[YOUR GOAL]
Restrict the output to the lines below starting at the one that contains "use crate::state::AppState;" and ending at the one that contains "let request = StageUpload::from(payload);", and restate them word for word, both ends included.

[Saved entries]
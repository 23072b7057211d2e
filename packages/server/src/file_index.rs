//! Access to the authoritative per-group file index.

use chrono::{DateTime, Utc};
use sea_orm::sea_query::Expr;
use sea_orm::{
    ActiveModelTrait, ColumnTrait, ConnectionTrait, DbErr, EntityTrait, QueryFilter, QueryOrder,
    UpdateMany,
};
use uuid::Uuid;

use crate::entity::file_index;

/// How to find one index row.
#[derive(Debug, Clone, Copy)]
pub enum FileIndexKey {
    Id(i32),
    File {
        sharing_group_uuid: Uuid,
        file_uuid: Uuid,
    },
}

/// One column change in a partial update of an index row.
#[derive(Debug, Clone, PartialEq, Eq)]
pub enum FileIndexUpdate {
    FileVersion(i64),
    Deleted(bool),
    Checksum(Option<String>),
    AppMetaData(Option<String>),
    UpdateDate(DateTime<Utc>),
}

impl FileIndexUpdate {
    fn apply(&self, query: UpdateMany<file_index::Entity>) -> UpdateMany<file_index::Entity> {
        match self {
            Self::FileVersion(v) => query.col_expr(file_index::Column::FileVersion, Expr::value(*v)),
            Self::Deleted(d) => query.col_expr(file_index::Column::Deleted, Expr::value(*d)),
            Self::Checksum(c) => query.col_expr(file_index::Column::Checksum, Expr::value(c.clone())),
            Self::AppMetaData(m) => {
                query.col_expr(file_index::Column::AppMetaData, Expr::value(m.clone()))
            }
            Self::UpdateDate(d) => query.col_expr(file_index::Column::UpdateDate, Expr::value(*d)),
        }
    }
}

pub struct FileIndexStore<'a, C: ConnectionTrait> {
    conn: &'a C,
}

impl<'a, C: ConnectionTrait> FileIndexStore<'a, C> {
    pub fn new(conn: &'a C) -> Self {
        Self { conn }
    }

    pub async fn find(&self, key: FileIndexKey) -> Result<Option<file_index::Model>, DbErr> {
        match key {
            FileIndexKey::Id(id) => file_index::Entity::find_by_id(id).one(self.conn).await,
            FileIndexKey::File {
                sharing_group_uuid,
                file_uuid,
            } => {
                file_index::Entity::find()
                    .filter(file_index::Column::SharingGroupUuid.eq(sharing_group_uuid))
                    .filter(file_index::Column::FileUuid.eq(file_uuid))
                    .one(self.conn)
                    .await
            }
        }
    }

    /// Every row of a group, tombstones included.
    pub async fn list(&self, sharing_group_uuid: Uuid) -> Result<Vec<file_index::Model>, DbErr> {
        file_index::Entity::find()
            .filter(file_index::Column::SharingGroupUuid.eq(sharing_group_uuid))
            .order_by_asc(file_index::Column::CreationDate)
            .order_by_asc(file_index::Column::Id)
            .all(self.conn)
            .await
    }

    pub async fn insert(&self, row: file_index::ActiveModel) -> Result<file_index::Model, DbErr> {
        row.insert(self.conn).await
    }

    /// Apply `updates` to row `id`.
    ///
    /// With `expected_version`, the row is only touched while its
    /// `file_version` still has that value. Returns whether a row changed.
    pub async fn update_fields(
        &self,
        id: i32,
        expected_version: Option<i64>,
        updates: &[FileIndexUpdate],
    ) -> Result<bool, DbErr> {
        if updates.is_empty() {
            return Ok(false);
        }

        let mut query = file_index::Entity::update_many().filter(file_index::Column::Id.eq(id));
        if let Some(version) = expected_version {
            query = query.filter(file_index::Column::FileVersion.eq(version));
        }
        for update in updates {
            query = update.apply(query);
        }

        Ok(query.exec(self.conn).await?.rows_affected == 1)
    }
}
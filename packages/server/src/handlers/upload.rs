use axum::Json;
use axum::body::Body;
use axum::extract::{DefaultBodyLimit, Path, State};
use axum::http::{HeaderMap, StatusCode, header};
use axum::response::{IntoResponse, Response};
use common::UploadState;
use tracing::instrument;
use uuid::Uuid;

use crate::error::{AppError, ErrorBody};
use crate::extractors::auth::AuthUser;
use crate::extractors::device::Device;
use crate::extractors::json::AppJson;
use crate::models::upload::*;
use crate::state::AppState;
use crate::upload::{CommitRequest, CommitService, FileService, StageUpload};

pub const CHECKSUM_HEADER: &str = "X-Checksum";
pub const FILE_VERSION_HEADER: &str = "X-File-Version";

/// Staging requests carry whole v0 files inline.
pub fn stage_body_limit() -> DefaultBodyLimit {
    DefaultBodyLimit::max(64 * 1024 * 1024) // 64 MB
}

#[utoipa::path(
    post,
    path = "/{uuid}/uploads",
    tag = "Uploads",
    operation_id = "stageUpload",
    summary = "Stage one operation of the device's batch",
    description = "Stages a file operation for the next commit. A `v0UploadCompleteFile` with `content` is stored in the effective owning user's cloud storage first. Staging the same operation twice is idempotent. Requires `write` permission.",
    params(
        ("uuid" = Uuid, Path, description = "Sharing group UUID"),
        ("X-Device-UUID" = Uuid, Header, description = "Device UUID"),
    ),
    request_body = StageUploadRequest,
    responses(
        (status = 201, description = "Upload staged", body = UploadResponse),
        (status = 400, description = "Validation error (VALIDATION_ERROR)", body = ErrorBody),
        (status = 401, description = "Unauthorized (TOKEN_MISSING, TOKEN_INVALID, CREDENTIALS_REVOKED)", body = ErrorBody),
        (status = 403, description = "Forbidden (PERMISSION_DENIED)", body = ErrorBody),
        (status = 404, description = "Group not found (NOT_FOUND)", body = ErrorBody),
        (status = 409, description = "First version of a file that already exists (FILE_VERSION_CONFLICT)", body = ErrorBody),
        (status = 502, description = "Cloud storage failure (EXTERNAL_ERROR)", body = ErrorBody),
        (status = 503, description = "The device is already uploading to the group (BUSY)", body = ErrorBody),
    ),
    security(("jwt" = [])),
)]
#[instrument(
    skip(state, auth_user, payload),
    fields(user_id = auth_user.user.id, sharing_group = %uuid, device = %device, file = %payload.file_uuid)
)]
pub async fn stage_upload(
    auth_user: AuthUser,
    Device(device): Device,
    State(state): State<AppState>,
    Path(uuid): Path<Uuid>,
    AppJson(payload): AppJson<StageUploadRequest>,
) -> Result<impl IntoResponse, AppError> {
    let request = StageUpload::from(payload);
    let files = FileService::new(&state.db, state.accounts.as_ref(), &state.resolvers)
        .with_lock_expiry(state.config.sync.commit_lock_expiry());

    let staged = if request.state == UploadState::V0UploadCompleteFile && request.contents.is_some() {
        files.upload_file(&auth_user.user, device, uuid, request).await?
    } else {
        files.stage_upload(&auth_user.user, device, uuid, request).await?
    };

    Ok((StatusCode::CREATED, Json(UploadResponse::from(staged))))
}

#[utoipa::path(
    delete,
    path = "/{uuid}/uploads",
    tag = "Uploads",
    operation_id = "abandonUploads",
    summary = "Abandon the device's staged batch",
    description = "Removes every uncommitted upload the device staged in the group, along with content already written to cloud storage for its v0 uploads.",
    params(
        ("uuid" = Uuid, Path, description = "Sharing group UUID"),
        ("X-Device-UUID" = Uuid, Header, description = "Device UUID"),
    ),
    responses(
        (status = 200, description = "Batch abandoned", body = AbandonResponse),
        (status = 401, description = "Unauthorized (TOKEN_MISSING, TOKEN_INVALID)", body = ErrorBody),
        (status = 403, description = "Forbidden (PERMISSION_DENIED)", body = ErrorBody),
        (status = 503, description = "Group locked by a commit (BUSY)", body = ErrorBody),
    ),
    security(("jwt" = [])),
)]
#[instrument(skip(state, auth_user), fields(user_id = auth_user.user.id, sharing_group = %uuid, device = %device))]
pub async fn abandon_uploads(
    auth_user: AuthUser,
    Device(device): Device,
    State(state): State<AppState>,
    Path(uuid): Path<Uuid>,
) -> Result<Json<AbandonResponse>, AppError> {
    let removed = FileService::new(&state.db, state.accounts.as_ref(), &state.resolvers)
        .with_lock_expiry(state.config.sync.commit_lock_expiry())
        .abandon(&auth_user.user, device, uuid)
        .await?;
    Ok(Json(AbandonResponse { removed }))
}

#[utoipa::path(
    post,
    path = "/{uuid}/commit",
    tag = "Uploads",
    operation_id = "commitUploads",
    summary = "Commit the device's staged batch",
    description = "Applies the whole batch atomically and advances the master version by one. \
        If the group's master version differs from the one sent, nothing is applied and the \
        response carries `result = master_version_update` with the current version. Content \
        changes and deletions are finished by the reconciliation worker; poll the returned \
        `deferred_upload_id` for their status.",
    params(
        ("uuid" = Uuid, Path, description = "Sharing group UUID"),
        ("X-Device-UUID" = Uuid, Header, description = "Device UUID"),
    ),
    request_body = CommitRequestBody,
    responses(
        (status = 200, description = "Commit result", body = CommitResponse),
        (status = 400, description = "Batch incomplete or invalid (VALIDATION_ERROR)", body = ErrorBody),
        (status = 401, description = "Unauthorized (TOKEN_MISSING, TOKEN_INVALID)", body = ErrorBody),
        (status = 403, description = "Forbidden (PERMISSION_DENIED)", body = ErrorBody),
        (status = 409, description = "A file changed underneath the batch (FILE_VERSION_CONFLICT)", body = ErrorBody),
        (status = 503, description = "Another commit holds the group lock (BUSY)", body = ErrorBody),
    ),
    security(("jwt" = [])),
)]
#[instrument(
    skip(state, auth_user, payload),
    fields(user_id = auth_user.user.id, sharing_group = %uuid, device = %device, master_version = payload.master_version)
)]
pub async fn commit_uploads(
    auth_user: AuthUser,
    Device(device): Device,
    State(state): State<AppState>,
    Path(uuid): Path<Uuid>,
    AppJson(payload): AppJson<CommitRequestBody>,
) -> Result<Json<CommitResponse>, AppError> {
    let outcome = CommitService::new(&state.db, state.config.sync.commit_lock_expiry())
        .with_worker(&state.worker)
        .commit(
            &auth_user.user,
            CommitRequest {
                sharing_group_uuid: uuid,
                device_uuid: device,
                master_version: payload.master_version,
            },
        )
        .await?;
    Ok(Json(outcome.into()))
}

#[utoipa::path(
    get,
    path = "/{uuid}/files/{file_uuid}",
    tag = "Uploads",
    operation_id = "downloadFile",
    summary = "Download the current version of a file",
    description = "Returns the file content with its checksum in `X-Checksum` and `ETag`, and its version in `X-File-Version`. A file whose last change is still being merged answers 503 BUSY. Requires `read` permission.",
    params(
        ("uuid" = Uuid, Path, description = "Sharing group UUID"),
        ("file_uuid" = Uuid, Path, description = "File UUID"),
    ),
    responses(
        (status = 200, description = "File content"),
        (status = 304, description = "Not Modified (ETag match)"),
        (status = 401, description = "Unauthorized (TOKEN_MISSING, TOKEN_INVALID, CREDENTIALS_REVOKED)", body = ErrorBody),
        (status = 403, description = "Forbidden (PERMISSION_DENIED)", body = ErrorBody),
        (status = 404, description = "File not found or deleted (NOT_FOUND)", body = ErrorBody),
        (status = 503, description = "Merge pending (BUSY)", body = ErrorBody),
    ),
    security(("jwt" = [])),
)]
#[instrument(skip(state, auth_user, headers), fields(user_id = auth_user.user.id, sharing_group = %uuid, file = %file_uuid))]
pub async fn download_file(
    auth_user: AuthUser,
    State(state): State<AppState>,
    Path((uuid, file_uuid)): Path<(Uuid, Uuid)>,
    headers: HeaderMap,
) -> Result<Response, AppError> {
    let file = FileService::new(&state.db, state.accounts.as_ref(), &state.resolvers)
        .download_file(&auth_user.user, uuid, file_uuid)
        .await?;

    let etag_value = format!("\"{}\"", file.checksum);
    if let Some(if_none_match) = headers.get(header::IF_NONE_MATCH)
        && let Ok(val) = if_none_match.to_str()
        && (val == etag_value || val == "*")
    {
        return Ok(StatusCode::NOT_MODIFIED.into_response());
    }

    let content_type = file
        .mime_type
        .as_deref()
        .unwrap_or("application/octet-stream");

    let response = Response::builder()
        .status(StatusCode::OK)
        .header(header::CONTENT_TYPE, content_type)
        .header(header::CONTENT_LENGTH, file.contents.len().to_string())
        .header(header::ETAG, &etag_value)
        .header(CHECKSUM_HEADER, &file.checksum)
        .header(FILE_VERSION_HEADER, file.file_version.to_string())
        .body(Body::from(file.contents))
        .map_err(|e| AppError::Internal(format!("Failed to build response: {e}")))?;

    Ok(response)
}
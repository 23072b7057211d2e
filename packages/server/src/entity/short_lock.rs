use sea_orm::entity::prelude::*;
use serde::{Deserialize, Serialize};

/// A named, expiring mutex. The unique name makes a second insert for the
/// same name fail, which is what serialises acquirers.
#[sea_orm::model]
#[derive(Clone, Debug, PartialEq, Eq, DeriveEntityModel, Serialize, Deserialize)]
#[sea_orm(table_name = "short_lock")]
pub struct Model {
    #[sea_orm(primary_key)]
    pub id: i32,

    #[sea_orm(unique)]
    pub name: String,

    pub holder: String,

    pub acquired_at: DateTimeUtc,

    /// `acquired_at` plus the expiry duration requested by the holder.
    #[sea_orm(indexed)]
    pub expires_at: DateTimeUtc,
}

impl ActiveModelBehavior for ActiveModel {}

[RESPONSE TO THIS EXERCISE]
use crate::state::AppState;
use crate::upload::{CommitRequest, CommitService, FileService, StageUpload};

pub const CHECKSUM_HEADER: &str = "X-Checksum";
pub const FILE_VERSION_HEADER: &str = "X-File-Version";

/// Staging requests carry whole v0 files inline.
pub fn stage_body_limit() -> DefaultBodyLimit {
    DefaultBodyLimit::max(64 * 1024 * 1024) // 64 MB
}

#[utoipa::path(
    post,
    path = "/{uuid}/uploads",
    tag = "Uploads",
    operation_id = "stageUpload",
    summary = "Stage one operation of the device's batch",
    description = "Stages a file operation for the next commit. A `v0UploadCompleteFile` with `content` is stored in the effective owning user's cloud storage first. Staging the same operation twice is idempotent. Requires `write` permission.",
    params(
        ("uuid" = Uuid, Path, description = "Sharing group UUID"),
        ("X-Device-UUID" = Uuid, Header, description = "Device UUID"),
    ),
    request_body = StageUploadRequest,
    responses(
        (status = 201, description = "Upload staged", body = UploadResponse),
        (status = 400, description = "Validation error (VALIDATION_ERROR)", body = ErrorBody),
        (status = 401, description = "Unauthorized (TOKEN_MISSING, TOKEN_INVALID, CREDENTIALS_REVOKED)", body = ErrorBody),
        (status = 403, description = "Forbidden (PERMISSION_DENIED)", body = ErrorBody),
        (status = 404, description = "Group not found (NOT_FOUND)", body = ErrorBody),
        (status = 409, description = "First version of a file that already exists (FILE_VERSION_CONFLICT)", body = ErrorBody),
        (status = 502, description = "Cloud storage failure (EXTERNAL_ERROR)", body = ErrorBody),
        (status = 503, description = "The device is already uploading to the group (BUSY)", body = ErrorBody),
    ),
    security(("jwt" = [])),
)]
#[instrument(
    skip(state, auth_user, payload),
    fields(user_id = auth_user.user.id, sharing_group = %uuid, device = %device, file = %payload.file_uuid)
)]
pub async fn stage_upload(
    auth_user: AuthUser,
    Device(device): Device,
    State(state): State<AppState>,
    Path(uuid): Path<Uuid>,
    AppJson(payload): AppJson<StageUploadRequest>,
) -> Result<impl IntoResponse, AppError> {
    let request = StageUpload::from(payload);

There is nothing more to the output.